Name	Name	Last commit message	Last commit date
parent directory ..
README.md	README.md
best_of_n_math500.py	best_of_n_math500.py
self_consistency_scorer_math500.py	self_consistency_scorer_math500.py
self_refinement_math500.py	self_refinement_math500.py

Chapter 5: Inference-Time Scaling via Self-Refinement

Bonus materials

self_refinement_math500.py: standalone script to evaluate models with self-refinement on the MATH-500 dataset

The script imports functionality from the reasoning_from_scratch package to avoid code duplication. (See chapter 2 setup instructions for installation details.)

Note: If you are not a uv user, replace uv run ...py with python ...py in the examples below.

Self-refinement

The self_refinement_math500.py script implements the self-refinement method from chapter 5.

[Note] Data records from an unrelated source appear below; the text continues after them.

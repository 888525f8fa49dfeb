pub mod client;
pub mod config;
pub mod event_bridge;
pub mod handlers;
pub mod rpc;
pub mod server;
pub mod wire;

pub use config::AppConfig;
pub use handlers::HandlerState;
pub use server::{start, ServerHandle};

#	Method	Scorer	Iterations	Model	Accuracy	Time
1	Baseline (ch03)	-	-	Base	15.2%	10.1 min
2	Self-refinement	None	1	Base	25.0%	84.8 min
3	Self-refinement	None	2	Base	22.0%	165.4 min

4	Self-refinement	Heuristic	1	Base	21.6%	84.7 min
5	Self-refinement	Heuristic	2	Base	20.8%	151.4 min

6	Self-refinement	Logprob	1	Base	21.4%	85.3 min
7	Self-refinement	Logprob	2	Base	22.0%	165.3 min

8	Self-refinement	Logp-ex	1	Base	20.4%	85.0 min
9	Self-refinement	Logp-ex	2	Base	21.2%	160.2 min

10	Baseline (ch03)	-	-	Reasoning	48.2%	182.1 min
11	Self-refinement	None	1	Reasoning	56.6%	498.8 min
12	Self-refinement	None	2	Reasoning	56.6%	713.9 min

13	Self-refinement	Heuristic	1	Reasoning	57.8%	498.6 min
14	Self-refinement	Heuristic	2	Reasoning	57.8%	713.9 min

15	Self-refinement	Logprob	1	Reasoning	48.4%	499.7 min
16	Self-refinement	Logprob	2	Reasoning	48.6%	753.0 min

The accuracy values and runtimes shown in the table were computed on all 500 samples in the MATH-500 test set using a "cuda" GPU (DGX Spark).

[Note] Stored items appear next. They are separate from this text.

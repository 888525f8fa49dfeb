use std::path::PathBuf;

use atelier_core::config::GenerationConfig;

/// Application configuration: paths, server settings, generation defaults,
/// and the limit ranges that drive boundary validation.
///
/// Loaded from `ATELIER_*` environment variables; anything unset or
/// unparseable falls back to the default.
#[derive(Clone, Debug)]
pub struct AppConfig {
    pub port: u16,
    pub data_dir: PathBuf,
    pub engine_url: String,

    pub default_steps: u32,
    pub default_guidance_scale: f32,
    pub default_strength: f32,
    pub default_width: u32,
    pub default_height: u32,

    pub min_steps: u32,
    pub max_steps: u32,
    pub min_guidance_scale: f32,
    pub max_guidance_scale: f32,
    pub min_strength: f32,
    pub max_strength: f32,
    pub min_dimension: u32,
    pub max_dimension: u32,
    pub dimension_multiple: u32,
    pub max_prompt_length: usize,

    pub enable_thumbnails: bool,
    pub thumbnail_size: u32,
    pub max_send_queue: usize,
}

impl Default for AppConfig {
    fn default() -> Self {
        Self {
            port: 8000,
            data_dir: PathBuf::from("./outputs"),
            engine_url: "http://127.0.0.1:7860".into(),

            default_steps: 28,
            default_guidance_scale: 3.5,
            default_strength: 0.6,
            default_width: 1024,
            default_height: 1024,

            min_steps: 10,
            max_steps: 100,
            min_guidance_scale: 1.0,
            max_guidance_scale: 5.0,
            min_strength: 0.1,
            max_strength: 1.0,
            min_dimension: 256,
            max_dimension: 2048,
            dimension_multiple: 8,
            max_prompt_length: 500,

            enable_thumbnails: true,
            thumbnail_size: 120,
            max_send_queue: 256,
        }
    }
}

impl AppConfig {
    pub fn from_env() -> Self {
        let mut config = Self::default();
        config.port = env_parse("ATELIER_PORT", config.port);
        if let Ok(dir) = std::env::var("ATELIER_DATA_DIR") {
            config.data_dir = PathBuf::from(dir);
        }
        if let Ok(url) = std::env::var("ATELIER_ENGINE_URL") {
            config.engine_url = url;
        }
        config.default_steps = env_parse("ATELIER_DEFAULT_STEPS", config.default_steps);
        config.default_guidance_scale =
            env_parse("ATELIER_DEFAULT_GUIDANCE", config.default_guidance_scale);
        config.default_strength = env_parse("ATELIER_DEFAULT_STRENGTH", config.default_strength);
        config.default_width = env_parse("ATELIER_DEFAULT_WIDTH", config.default_width);
        config.default_height = env_parse("ATELIER_DEFAULT_HEIGHT", config.default_height);
        config.enable_thumbnails = env_parse("ATELIER_THUMBNAILS", config.enable_thumbnails);
        config
    }

    pub fn session_path(&self) -> PathBuf {
        self.data_dir.join("session.json")
    }

    pub fn images_dir(&self) -> PathBuf {
        self.data_dir.join("images")
    }

    /// Generation defaults used when a request omits parameters.
    pub fn default_generation(&self) -> GenerationConfig {
        GenerationConfig {
            steps: self.default_steps,
            guidance_scale: self.default_guidance_scale,
            width: self.default_width,
            height: self.default_height,
            strength: self.default_strength,
            seed: None,
        }
    }

    pub fn validate_prompt(&self, prompt: &str) -> Result<(), String> {
        if prompt.trim().is_empty() {
            return Err("prompt must not be empty".into());
        }
        if prompt.len() > self.max_prompt_length {
            return Err(format!(
                "prompt exceeds {} characters",
                self.max_prompt_length
            ));
        }
        Ok(())
    }

    /// Range-check a generation config before it reaches the orchestrator.
    pub fn validate_generation(&self, config: &GenerationConfig) -> Result<(), String> {
        if config.steps < self.min_steps || config.steps > self.max_steps {
            return Err(format!(
                "steps must be between {} and {}",
                self.min_steps, self.max_steps
            ));
        }
        if config.guidance_scale < self.min_guidance_scale
            || config.guidance_scale > self.max_guidance_scale
        {
            return Err(format!(
                "guidance_scale must be between {} and {}",
                self.min_guidance_scale, self.max_guidance_scale
            ));
        }
        if config.strength < self.min_strength || config.strength > self.max_strength {
            return Err(format!(
                "strength must be between {} and {}",
                self.min_strength, self.max_strength
            ));
        }
        for (name, value) in [("width", config.width), ("height", config.height)] {
            if value < self.min_dimension || value > self.max_dimension {
                return Err(format!(
                    "{name} must be between {} and {}",
                    self.min_dimension, self.max_dimension
                ));
            }
            if value % self.dimension_multiple != 0 {
                return Err(format!(
                    "{name} must be a multiple of {}",
                    self.dimension_multiple
                ));
            }
        }
        Ok(())
    }
}

fn env_parse<T: std::str::FromStr>(key: &str, default: T) -> T {
    std::env::var(key)
        .ok()
        .and_then(|v| v.parse().ok())
        .unwrap_or(default)
}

The following codes give instructions on how to run the self-consistency experiments in rows 4-12 (replace uv run with python if you are not a uv user).

Row 2:

uv run self_refinement_math500.py \
    --which_model "base" \
    --temperature 0.7 \
    --top_p 0.9 \
    --dataset_size 500 \
    --iterations 1 \
    --scoring "none"

Row 3:

uv run self_refinement_math500.py \
    --which_model "base" \
    --temperature 0.7 \
    --top_p 0.9 \
    --dataset_size 500 \
    --iterations 2 \
    --scoring "none"

Row 4:

uv run self_refinement_math500.py \
    --which_model "base" \
    --temperature 0.7 \
    --top_p 0.9 \
    --dataset_size 500 \
    --iterations 1 \
    --scoring "heuristic"

Row 5:

uv run self_refinement_math500.py \
    --which_model "base" \
    --temperature 0.7 \
    --top_p 0.9 \
    --dataset_size 500 \
    --iterations 2 \
    --scoring "heuristic"

Row 6:

uv run self_refinement_math500.py \
    --which_model "base" \
    --temperature 0.7 \
    --top_p 0.9 \
    --dataset_size 500 \
    --iterations 1 \
    --scoring "logprob"

Row 7:

uv run self_refinement_math500.py \
    --which_model "base" \
    --temperature 0.7 \
    --top_p 0.9 \
    --dataset_size 500 \
    --iterations 2 \
    --scoring "logprob"

Row 8:

uv run self_refinement_math500.py \
    --which_model "base" \
    --temperature 0.7 \
    --top_p 0.9 \
    --dataset_size 500 \
    --iterations 1 \
    --scoring "logprob_extract"

Row 9:

uv run self_refinement_math500.py \
    --which_model "base" \
    --temperature 0.7 \
    --top_p 0.9 \
    --dataset_size 500 \
    --iterations 2 \
    --scoring "logprob_extract"

Row 11:

uv run self_refinement_math500.py \
    --which_model "reasoning" \
    --temperature 0.7 \
    --top_p 0.9 \
    --dataset_size 500 \
    --iterations 1 \
    --scoring "none"

Row 12:

uv run self_refinement_math500.py \
    --which_model "reasoning" \
    --temperature 0.7 \
    --top_p 0.9 \
    --dataset_size 500 \
    --iterations 2 \
    --scoring "none"

Row 13:

uv run self_refinement_math500.py \
    --which_model "reasoning" \
    --temperature 0.7 \
    --top_p 0.9 \
    --dataset_size 500 \
    --iterations 1 \
    --scoring "heuristic"

Row 14:

uv run self_refinement_math500.py \
    --which_model "reasoning" \
    --temperature 0.7 \
    --top_p 0.9 \
    --dataset_size 500 \
    --iterations 2 \
    --scoring "heuristic"

Row 15:

uv run self_refinement_math500.py \
    --which_model "reasoning" \
    --temperature 0.7 \
    --top_p 0.9 \
    --dataset_size 500 \
    --iterations 1 \
    --scoring "logprob"

Row 16:

uv run self_refinement_math500.py \
    --which_model "reasoning" \
    --temperature 0.7 \
    --top_p 0.9 \
    --dataset_size 500 \
    --iterations 2 \
    --scoring "logprob"

Self-consistency with scorer-based tie-breaker

The self_consistency_scorer_math500.py extends the self-consistency with tie-breaking based on the scorers implemented in chapter 5.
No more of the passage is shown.